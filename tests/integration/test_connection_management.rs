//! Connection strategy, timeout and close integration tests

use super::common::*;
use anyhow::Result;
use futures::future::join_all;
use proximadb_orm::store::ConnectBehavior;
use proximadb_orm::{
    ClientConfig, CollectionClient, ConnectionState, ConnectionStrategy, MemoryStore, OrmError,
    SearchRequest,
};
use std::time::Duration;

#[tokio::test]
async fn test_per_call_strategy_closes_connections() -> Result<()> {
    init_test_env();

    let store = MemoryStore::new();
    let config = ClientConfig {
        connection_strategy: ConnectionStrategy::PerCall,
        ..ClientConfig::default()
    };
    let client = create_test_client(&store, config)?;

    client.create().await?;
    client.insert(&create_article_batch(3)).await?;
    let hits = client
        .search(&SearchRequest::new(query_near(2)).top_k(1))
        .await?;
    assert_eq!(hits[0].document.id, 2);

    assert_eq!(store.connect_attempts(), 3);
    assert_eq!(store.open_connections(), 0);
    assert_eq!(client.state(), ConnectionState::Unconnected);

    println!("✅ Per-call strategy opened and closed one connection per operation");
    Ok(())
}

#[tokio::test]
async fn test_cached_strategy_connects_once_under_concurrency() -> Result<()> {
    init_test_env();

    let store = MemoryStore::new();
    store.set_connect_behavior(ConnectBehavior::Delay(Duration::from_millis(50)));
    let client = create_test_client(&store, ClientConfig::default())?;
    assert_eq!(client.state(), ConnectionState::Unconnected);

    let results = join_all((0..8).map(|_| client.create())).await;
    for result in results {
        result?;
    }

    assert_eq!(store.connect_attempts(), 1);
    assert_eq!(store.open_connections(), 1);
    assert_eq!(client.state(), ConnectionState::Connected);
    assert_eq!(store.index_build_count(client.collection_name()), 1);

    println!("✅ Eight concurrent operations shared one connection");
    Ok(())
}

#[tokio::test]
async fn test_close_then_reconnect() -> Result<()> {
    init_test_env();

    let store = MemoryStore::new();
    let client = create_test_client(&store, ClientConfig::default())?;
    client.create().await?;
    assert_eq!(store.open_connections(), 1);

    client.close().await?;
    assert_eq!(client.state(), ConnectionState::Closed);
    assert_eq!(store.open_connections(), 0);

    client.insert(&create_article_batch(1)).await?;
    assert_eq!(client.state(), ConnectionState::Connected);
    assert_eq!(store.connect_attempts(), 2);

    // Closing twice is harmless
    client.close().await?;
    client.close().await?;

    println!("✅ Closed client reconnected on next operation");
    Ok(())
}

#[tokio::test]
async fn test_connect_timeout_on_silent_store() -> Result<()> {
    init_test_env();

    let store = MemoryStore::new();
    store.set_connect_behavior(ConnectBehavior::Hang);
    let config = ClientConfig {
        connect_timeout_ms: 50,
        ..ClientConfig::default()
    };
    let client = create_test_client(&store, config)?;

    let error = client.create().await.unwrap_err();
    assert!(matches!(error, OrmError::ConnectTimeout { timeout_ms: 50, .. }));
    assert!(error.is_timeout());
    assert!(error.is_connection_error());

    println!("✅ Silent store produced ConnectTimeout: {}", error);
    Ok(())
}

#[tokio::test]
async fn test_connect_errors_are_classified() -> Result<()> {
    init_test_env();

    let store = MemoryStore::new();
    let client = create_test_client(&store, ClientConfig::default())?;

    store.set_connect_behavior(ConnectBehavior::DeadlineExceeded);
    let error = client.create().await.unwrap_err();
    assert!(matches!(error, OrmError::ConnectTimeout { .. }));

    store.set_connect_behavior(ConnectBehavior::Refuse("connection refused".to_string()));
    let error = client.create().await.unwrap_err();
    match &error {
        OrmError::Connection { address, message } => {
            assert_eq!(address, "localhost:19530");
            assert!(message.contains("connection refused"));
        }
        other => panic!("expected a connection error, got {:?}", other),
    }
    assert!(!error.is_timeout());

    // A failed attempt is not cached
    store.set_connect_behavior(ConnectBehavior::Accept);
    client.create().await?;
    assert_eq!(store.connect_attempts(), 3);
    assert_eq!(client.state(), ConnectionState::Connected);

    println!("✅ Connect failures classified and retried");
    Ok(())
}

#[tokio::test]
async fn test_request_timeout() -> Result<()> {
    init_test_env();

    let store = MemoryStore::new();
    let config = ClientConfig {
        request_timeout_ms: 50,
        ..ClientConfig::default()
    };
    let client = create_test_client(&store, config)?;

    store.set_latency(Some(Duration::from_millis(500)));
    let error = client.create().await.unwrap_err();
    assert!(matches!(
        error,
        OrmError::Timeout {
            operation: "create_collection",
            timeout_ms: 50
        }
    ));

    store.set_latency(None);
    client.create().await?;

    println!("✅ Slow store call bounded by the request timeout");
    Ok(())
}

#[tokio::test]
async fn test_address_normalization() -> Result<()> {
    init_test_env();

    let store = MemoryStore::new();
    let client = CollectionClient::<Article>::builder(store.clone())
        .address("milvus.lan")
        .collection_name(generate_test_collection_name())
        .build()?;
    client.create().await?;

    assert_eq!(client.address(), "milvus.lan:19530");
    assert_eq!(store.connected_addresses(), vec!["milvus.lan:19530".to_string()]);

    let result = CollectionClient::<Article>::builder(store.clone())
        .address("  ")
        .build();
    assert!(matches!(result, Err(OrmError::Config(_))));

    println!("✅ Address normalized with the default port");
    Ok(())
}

══════════

* DIRECTIONS FOR THIS TASK:
In the listing above, find each line where "hits" occurs and copy it.

* WRITTEN ANSWER:
    let hits = client
    assert_eq!(hits[0].document.id, 2);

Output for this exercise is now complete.